*TASK DIRECTIONS*: For the entries below, repeat exactly each line starting with the one that contains "mod batcher;" and going on through the one that contains "underlying watcher fails.", and no others.

*Stored data entries*:
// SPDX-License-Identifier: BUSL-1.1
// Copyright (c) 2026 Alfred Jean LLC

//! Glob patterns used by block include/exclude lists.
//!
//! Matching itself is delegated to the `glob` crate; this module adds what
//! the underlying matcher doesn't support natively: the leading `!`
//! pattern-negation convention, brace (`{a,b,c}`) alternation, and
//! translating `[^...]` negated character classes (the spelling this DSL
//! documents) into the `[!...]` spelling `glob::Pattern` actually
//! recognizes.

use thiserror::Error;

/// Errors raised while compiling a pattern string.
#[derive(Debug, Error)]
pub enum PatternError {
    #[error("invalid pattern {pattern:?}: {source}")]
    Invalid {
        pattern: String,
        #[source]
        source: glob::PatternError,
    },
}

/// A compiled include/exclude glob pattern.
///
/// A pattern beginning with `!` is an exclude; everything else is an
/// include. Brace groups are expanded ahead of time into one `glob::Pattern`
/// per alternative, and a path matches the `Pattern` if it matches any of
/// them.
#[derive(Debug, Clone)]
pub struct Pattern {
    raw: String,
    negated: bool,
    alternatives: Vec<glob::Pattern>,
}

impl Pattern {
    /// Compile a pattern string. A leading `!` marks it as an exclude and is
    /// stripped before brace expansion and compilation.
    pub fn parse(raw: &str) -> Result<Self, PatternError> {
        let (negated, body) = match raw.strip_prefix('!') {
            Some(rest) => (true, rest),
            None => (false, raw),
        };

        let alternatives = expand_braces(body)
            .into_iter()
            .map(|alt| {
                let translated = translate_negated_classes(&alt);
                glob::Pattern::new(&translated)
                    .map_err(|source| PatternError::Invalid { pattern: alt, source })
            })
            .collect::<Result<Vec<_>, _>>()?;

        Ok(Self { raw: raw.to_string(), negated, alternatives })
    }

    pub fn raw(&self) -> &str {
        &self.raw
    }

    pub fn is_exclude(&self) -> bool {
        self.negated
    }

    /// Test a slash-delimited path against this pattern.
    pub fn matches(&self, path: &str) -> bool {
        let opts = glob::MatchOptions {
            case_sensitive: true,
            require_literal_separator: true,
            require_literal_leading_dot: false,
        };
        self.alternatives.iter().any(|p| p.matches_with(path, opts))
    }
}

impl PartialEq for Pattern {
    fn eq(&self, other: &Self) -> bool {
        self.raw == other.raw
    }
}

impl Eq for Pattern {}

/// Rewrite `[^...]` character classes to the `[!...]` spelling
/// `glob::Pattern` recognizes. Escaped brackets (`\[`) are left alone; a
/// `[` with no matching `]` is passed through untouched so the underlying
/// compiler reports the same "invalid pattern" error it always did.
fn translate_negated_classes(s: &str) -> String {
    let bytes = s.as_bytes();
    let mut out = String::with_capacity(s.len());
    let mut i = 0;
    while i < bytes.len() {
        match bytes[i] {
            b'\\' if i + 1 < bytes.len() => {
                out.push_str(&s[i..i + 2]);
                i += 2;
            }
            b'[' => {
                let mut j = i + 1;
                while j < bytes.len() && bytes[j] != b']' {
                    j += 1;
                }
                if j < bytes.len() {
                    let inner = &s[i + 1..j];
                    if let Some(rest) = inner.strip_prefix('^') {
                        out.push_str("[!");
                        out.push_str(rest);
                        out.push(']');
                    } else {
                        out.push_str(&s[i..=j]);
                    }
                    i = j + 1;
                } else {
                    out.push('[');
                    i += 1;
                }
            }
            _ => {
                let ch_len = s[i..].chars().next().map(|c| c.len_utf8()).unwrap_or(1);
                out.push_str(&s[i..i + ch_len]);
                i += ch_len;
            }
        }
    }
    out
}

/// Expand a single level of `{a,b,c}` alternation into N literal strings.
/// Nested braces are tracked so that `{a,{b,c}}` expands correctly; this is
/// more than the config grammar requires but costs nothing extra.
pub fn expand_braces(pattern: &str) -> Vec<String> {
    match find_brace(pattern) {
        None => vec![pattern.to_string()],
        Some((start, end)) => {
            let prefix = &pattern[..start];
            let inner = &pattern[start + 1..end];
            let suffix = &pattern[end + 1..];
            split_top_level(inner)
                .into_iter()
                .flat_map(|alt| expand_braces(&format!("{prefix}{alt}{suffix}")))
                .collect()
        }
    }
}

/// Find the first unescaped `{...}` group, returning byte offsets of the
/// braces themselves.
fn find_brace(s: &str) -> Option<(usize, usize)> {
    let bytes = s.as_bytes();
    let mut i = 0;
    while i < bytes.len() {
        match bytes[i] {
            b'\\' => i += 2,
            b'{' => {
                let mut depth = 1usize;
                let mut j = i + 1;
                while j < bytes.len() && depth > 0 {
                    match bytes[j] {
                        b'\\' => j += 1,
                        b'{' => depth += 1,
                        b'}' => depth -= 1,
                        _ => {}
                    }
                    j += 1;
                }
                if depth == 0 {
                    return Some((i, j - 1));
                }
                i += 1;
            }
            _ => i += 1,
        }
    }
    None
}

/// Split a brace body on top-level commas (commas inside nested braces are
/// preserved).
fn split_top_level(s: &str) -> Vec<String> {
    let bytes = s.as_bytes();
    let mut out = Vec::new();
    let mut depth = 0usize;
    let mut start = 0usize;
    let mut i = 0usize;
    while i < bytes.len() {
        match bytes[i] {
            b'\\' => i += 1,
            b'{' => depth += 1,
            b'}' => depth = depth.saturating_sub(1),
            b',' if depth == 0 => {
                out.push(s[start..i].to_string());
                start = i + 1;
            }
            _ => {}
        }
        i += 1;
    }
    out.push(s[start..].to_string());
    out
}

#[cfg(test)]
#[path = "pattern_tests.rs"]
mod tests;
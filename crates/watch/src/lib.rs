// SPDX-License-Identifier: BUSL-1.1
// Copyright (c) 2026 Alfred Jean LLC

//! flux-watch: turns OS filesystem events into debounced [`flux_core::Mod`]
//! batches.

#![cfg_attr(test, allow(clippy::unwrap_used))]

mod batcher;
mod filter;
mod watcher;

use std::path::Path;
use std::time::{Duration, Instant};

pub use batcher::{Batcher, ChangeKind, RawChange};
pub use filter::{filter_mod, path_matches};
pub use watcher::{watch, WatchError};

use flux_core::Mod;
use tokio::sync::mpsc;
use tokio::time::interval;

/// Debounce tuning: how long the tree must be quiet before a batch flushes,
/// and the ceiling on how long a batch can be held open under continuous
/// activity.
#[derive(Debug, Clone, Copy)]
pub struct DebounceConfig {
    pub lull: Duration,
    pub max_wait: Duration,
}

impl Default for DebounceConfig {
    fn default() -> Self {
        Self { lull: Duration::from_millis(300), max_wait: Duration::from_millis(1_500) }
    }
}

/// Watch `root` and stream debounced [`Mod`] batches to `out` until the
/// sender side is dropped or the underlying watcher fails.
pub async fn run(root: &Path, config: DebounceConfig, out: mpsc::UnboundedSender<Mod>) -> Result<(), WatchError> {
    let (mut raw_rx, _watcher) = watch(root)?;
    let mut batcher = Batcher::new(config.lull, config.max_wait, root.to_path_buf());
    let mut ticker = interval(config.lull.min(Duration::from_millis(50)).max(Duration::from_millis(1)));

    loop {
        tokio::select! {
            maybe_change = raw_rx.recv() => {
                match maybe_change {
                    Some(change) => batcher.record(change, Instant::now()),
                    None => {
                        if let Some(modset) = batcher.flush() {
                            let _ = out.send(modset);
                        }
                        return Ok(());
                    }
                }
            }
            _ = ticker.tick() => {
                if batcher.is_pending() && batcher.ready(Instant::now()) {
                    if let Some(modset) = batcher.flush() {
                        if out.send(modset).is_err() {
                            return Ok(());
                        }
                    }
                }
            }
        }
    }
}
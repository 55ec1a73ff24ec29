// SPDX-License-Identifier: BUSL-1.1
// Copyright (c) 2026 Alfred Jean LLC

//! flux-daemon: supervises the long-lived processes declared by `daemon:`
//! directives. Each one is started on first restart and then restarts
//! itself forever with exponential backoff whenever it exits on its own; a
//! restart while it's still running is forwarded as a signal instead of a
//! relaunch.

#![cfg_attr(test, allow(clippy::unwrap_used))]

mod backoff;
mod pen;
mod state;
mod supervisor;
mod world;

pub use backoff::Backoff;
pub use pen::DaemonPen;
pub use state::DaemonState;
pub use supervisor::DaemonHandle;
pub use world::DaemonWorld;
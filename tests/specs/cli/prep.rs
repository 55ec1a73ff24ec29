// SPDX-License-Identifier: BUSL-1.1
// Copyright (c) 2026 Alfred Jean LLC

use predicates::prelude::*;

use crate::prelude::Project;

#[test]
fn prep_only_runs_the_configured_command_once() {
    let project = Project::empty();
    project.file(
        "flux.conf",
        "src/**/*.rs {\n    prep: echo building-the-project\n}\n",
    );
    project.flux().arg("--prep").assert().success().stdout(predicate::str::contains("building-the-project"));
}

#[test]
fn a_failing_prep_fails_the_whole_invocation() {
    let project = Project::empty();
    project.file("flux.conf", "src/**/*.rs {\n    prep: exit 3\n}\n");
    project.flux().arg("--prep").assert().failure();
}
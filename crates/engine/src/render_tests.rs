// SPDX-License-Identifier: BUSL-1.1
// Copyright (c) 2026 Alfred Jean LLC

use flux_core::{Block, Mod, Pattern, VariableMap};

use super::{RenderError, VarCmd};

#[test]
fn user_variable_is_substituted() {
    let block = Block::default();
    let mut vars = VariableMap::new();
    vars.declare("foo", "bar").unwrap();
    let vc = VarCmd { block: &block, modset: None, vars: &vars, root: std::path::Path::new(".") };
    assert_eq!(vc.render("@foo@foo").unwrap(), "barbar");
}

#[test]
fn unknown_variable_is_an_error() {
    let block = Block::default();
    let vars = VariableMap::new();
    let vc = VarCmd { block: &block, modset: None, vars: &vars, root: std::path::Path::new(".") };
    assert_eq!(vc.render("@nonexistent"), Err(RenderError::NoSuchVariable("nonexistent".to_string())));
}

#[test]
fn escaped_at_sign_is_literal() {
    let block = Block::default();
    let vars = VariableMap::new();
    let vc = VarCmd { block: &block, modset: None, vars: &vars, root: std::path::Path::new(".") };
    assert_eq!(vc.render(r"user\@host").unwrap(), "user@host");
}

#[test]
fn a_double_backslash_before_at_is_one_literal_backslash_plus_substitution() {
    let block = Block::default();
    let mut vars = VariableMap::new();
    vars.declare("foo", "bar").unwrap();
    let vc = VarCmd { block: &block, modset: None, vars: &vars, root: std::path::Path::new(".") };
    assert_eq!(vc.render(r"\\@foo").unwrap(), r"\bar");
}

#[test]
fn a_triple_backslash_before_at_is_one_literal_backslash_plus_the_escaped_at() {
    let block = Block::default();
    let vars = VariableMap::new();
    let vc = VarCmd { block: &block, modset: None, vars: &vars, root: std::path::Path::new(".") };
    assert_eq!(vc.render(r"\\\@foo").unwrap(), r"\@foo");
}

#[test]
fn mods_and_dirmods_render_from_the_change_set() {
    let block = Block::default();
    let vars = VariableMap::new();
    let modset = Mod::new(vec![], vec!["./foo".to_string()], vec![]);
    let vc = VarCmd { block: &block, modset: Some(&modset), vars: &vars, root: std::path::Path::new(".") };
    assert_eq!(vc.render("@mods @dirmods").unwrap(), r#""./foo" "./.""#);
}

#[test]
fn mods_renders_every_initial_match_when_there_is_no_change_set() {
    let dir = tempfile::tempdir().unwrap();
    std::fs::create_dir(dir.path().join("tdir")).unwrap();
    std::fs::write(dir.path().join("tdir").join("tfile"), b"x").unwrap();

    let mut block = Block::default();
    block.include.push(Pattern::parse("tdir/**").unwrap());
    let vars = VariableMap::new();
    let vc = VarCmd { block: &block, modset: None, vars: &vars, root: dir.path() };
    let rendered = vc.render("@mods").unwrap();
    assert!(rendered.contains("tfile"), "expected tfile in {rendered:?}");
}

*RESPONSE AREA*:
mod batcher;
mod filter;
mod watcher;

use std::path::Path;
use std::time::{Duration, Instant};

pub use batcher::{Batcher, ChangeKind, RawChange};
pub use filter::{filter_mod, path_matches};
pub use watcher::{watch, WatchError};

use flux_core::Mod;
use tokio::sync::mpsc;
use tokio::time::interval;

/// Debounce tuning: how long the tree must be quiet before a batch flushes,
/// and the ceiling on how long a batch can be held open under continuous
/// activity.
#[derive(Debug, Clone, Copy)]
pub struct DebounceConfig {
    pub lull: Duration,
    pub max_wait: Duration,
}

impl Default for DebounceConfig {
    fn default() -> Self {
        Self { lull: Duration::from_millis(300), max_wait: Duration::from_millis(1_500) }
    }
}

/// Watch `root` and stream debounced [`Mod`] batches to `out` until the
/// sender side is dropped or the underlying watcher fails.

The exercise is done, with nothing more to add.